Presenting the net zero strategy to the House of Commons, Energy Minister Greg Hands pledged:
- £620m in grants for electric vehicles and charging points, plus £350m to help the transition from petrol
- Grants of up to £5,000 for householders to install low-carbon heat pumps
- £120m to develop small nuclear reactors (no announcement on the go-ahead for the Sizewell C nuclear power station in Suffolk)
- £625m for tree planting and peat restoration
- More money for carbon capture and storage hubs
The government has already announced a ban on new petrol and diesel cars from 2030, and that all the UK’s electricity will come from renewable sources by 2035.
A green levy – used to pay for climate-friendly policies – will be moved from electricity to gas bills over the next decade.
Shadow Business Secretary Ed Miliband called the latest announcements “a massive let-down”.
What is net zero?
Net zero means not adding to the amount of greenhouse gases in the atmosphere.
Achieving it will involve reducing greenhouse gas emissions as much as possible and balancing out any that remain by removing an equivalent amount.
Greenhouse gases like carbon dioxide (CO2) are released when we burn oil, gas and coal for our homes, factories and transport. This causes global warming by trapping the sun’s energy.
Under the 2015 Paris Agreement, 197 countries agreed to try to limit temperature rises “well below” 1.5C to avoid the worst impacts of climate change.
Experts say that to achieve this target countries would need to reduce CO2 emissions to net zero by 2050. Nations will be asked to set out what steps they are taking to move towards this at the COP26 summit in Glasgow.
How will carbon be removed from the atmosphere?
Not all emissions can be reduced to zero, so those remaining will have to be compensated for, or offset.
Almost every country is planting trees as a cheap way of absorbing carbon, although there are questions over whether there’s enough space for the trees needed.
Technology involving carbon capture and storage has also been suggested.
This involves using machinery to remove carbon from the air, then solidifying it and burying it underground.
However, the technology is still emerging, very expensive and as yet unproven.

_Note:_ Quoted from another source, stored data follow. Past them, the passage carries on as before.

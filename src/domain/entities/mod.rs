//! Domain entities mirrored from the upstream store's read endpoints.

mod link;
mod post;

pub use link::Link;
pub use post::Post;
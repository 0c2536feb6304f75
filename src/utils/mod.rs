//! Pure helper functions shared across layers.

pub mod sanitize;
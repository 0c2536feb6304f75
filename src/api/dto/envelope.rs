//! JSON response envelope for the admin cache endpoints.

use serde::{Deserialize, Serialize};

/// `{ status, message }` body matching the upstream API's envelope
/// convention, so operators see one shape everywhere.
#[derive(Debug, Serialize, Deserialize)]
pub struct Envelope {
    pub status: u16,
    pub message: String,
}

impl Envelope {
    pub fn new(status: u16, message: impl Into<String>) -> Self {
        Self {
            status,
            message: message.into(),
        }
    }
}
#![allow(dead_code)]

use async_trait::async_trait;
use chrono::Utc;
use std::collections::{HashMap, HashSet};
use std::sync::Arc;
use std::sync::atomic::{AtomicUsize, Ordering};
use std::time::Duration;
use tokio::sync::mpsc;

use shortlink_redirector::application::services::{LinkResolver, PostResolver};
use shortlink_redirector::domain::view_event::ViewEvent;
use shortlink_redirector::domain::entities::{Link, Post};
use shortlink_redirector::domain::upstream::{FetchOutcome, UpstreamError, UpstreamStore};
use shortlink_redirector::infrastructure::cache::{CacheService, MemoryCache};
use shortlink_redirector::state::AppState;

pub const TEST_SECRET: &str = "test-secret-key";

/// Scriptable upstream store that counts every call, so tests can
/// assert that cached requests never re-fetch.
#[derive(Default)]
pub struct StubStore {
    links: HashMap<String, Link>,
    posts: HashMap<String, Post>,
    malformed_aliases: HashSet<String>,
    unreachable: bool,
    pub link_fetches: AtomicUsize,
    pub post_fetches: AtomicUsize,
    pub view_counts: AtomicUsize,
}

impl StubStore {
    pub fn new() -> Self {
        Self::default()
    }

    pub fn with_link(mut self, alias: &str, destination: &str) -> Self {
        self.links.insert(
            alias.to_string(),
            Link {
                id: self.links.len() as i64 + 1,
                alias: alias.to_string(),
                destination: destination.to_string(),
                view: 3,
                created_at: Utc::now(),
            },
        );
        self
    }

    pub fn with_post(mut self, hash_id: &str, title: &str, content: &str) -> Self {
        self.posts.insert(
            hash_id.to_string(),
            Post {
                id: self.posts.len() as i64 + 1,
                hash_id: hash_id.to_string(),
                title: title.to_string(),
                content: content.to_string(),
                status: "published".to_string(),
                created_at: Utc::now(),
                updated_at: Utc::now(),
            },
        );
        self
    }

    /// Marks an alias whose fetch yields a success envelope without a
    /// usable destination.
    pub fn with_malformed(mut self, alias: &str) -> Self {
        self.malformed_aliases.insert(alias.to_string());
        self
    }

    /// Makes every fetch fail at the transport level.
    pub fn unreachable(mut self) -> Self {
        self.unreachable = true;
        self
    }

    pub fn link_fetch_count(&self) -> usize {
        self.link_fetches.load(Ordering::SeqCst)
    }

    pub fn post_fetch_count(&self) -> usize {
        self.post_fetches.load(Ordering::SeqCst)
    }
}

#[async_trait]
impl UpstreamStore for StubStore {
    async fn fetch_link(&self, alias: &str) -> FetchOutcome<Link> {
        self.link_fetches.fetch_add(1, Ordering::SeqCst);

        if self.unreachable {
            return FetchOutcome::Unreachable("connection refused".to_string());
        }
        if self.malformed_aliases.contains(alias) {
            return FetchOutcome::Malformed(serde_json::json!({ "status": 200, "data": {} }));
        }
        match self.links.get(alias) {
            Some(link) => FetchOutcome::Found(link.clone()),
            None => FetchOutcome::NotFound,
        }
    }

    async fn count_view(&self, _alias: &str) -> Result<(), UpstreamError> {
        self.view_counts.fetch_add(1, Ordering::SeqCst);
        Ok(())
    }

    async fn fetch_post(&self, hash_id: &str) -> FetchOutcome<Post> {
        self.post_fetches.fetch_add(1, Ordering::SeqCst);

        if self.unreachable {
            return FetchOutcome::Unreachable("connection refused".to_string());
        }
        match self.posts.get(hash_id) {
            Some(post) => FetchOutcome::Found(post.clone()),
            None => FetchOutcome::NotFound,
        }
    }
}

/// Builds an [`AppState`] around the stub store, handing back the view
/// queue receiver and the concrete cache for assertions.
pub fn create_test_state(
    store: Arc<StubStore>,
) -> (AppState, mpsc::Receiver<ViewEvent>, Arc<MemoryCache>) {
    let cache = Arc::new(MemoryCache::new(Duration::from_secs(86_400)));
    let cache_dyn: Arc<dyn CacheService> = cache.clone();

    let (view_tx, view_rx) = mpsc::channel(100);

    let link_resolver = Arc::new(LinkResolver::new(cache_dyn.clone(), store.clone()));
    let post_resolver = Arc::new(PostResolver::new(cache_dyn.clone(), store));

    let state = AppState::new(
        link_resolver,
        post_resolver,
        cache_dyn,
        view_tx,
        TEST_SECRET.to_string(),
        Some("testing-cache-app".to_string()),
    );

    (state, view_rx, cache)
}
//! HTTP server initialization and runtime setup.
//!
//! Handles cache construction, worker spawning, and Axum server
//! lifecycle.

use crate::api::routes::app_router;
use crate::application::services::{LinkResolver, PostResolver};
use crate::config::Config;
use crate::domain::upstream::UpstreamStore;
use crate::domain::view_worker::run_view_worker;
use crate::infrastructure::cache::{CacheService, MemoryCache, run_sweeper};
use crate::infrastructure::upstream::HttpUpstreamStore;
use crate::state::AppState;

use anyhow::Result;
use axum::ServiceExt;
use axum::extract::Request;
use std::net::SocketAddr;
use std::sync::Arc;
use std::time::Duration;
use tokio::sync::mpsc;

/// Runs the HTTP server with the given configuration.
///
/// Initializes:
/// - In-memory cache plus its expiry sweeper
/// - Upstream HTTP client
/// - Background view-count worker
/// - Axum HTTP server
///
/// # Errors
///
/// Returns an error if the upstream client cannot be built, the listen
/// address is invalid, the bind fails, or the server hits a runtime
/// error.
pub async fn run(config: Config) -> Result<()> {
    let memory_cache = Arc::new(MemoryCache::new(Duration::from_secs(config.cache_ttl_seconds)));
    tokio::spawn(run_sweeper(
        memory_cache.clone(),
        Duration::from_secs(config.cache_sweep_interval_seconds),
    ));
    let cache: Arc<dyn CacheService> = memory_cache;
    tracing::info!(
        "Cache ready (TTL {}s, sweep every {}s)",
        config.cache_ttl_seconds,
        config.cache_sweep_interval_seconds
    );

    let store: Arc<dyn UpstreamStore> = Arc::new(HttpUpstreamStore::new(
        &config.upstream_url,
        Duration::from_secs(config.upstream_timeout_seconds),
    )?);
    tracing::info!("Upstream store at {}", config.upstream_url);

    let (view_tx, view_rx) = mpsc::channel(config.view_queue_capacity);
    tokio::spawn(run_view_worker(view_rx, store.clone()));
    tracing::info!("View worker started");

    let link_resolver = Arc::new(LinkResolver::new(cache.clone(), store.clone()));
    let post_resolver = Arc::new(PostResolver::new(cache.clone(), store));

    let state = AppState::new(
        link_resolver,
        post_resolver,
        cache,
        view_tx,
        config.admin_secret.clone(),
        config.view_bypass_alias.clone(),
    );

    let app = app_router(state);

    let addr: SocketAddr = config.listen_addr.parse()?;
    let listener = tokio::net::TcpListener::bind(addr).await?;
    tracing::info!("Listening on http://{addr}");

    axum::serve(
        listener,
        ServiceExt::<Request>::into_make_service_with_connect_info::<SocketAddr>(app),
    )
    .with_graceful_shutdown(shutdown_signal())
    .await?;

    Ok(())
}

/// Resolves on Ctrl-C; in-flight requests drain before the process
/// exits. View events still sitting in the queue are dropped, view
/// counting is best-effort.
async fn shutdown_signal() {
    if let Err(e) = tokio::signal::ctrl_c().await {
        tracing::error!("Failed to install Ctrl-C handler: {}", e);
    }
    tracing::info!("Shutdown signal received");
}
//! Cache service trait and error types.

use async_trait::async_trait;
use serde_json::Value;
use std::fmt;

/// Errors that can occur during cache operations.
#[derive(Debug)]
pub enum CacheError {
    OperationError(String),
}

impl fmt::Display for CacheError {
    fn fmt(&self, f: &mut fmt::Formatter) -> fmt::Result {
        match self {
            Self::OperationError(e) => write!(f, "Cache operation error: {}", e),
        }
    }
}

impl std::error::Error for CacheError {}

/// Result type for cache operations.
pub type CacheResult<T> = Result<T, CacheError>;

/// Expiry policy for a single `set` call.
///
/// Callers must state their intent explicitly; a missing TTL is never
/// silently interpreted one way or the other.
#[derive(Debug, Clone, Copy, PartialEq, Eq)]
pub enum Ttl {
    /// Use the cache-wide default (86400 seconds unless configured).
    Default,
    /// Expire this entry after the given number of seconds.
    Seconds(u64),
    /// Keep the entry until it is deleted or the cache is flushed.
    Never,
}

/// Trait for the process-local key-value cache in front of the upstream
/// link/post store.
///
/// Implementations must be thread-safe and fail open: a broken cache
/// degrades to upstream fetches, it never takes a request down with it.
/// Cache contents are not authoritative; the upstream store is.
#[async_trait]
pub trait CacheService: Send + Sync {
    /// Retrieves a value by key.
    ///
    /// Returns `Ok(None)` if the key was never set, was deleted, or its
    /// TTL has elapsed. Reading an expired entry behaves exactly like a
    /// miss; implementations may evict it lazily at that point.
    async fn get(&self, key: &str) -> CacheResult<Option<Value>>;

    /// Inserts or overwrites a value, restarting the TTL countdown from
    /// the time of the call.
    async fn set(&self, key: &str, value: Value, ttl: Ttl) -> CacheResult<()>;

    /// True iff a subsequent [`get`](Self::get) would return a value.
    async fn has(&self, key: &str) -> CacheResult<bool>;

    /// Removes an entry. Returns `true` iff a live (non-expired) entry
    /// existed and was removed.
    async fn delete(&self, key: &str) -> CacheResult<bool>;

    /// Atomically empties the cache. Concurrent readers observe either
    /// the pre-flush or the post-flush state, never a partial one.
    async fn flush_all(&self) -> CacheResult<()>;

    /// Checks if the cache backend is healthy.
    ///
    /// Used by the health check endpoint to report cache status.
    async fn health_check(&self) -> bool;
}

What are other countries doing?
It’s generally recognised that a global effort is needed to tackle climate change.
For this reason, net zero targets only make sense if every country in the world is moving in the same direction.
Although 132 countries have publicly pledged to reach net zero emissions before 2050, China – currently the biggest producer of CO2 in the world – says it is aiming for “carbon neutrality” by 2060, although it has not set out exactly what this means and how it will get there.
Some of the world’s most heavily populated countries – including Russia, India, and Indonesia – have not given any net zero commitment.
What problems are there with net zero?
There’s controversy about how some countries might try to reach net zero.
For instance, Country A might record lower emissions if it shuts down energy-intensive industries such as steel production.
But if Country A were then to import steel from Country B, it’s effectively handed on its carbon emissions to Country B, rather than reduce the sum total of greenhouse gases.
There are schemes that enable rich countries to offset their emissions by paying poorer countries to switch to cleaner fuels.
However, these are seen by some as a way to avoid taking more action domestically.
And it’s hard to say that initiatives funded to offset emissions elsewhere would not have happened anyway.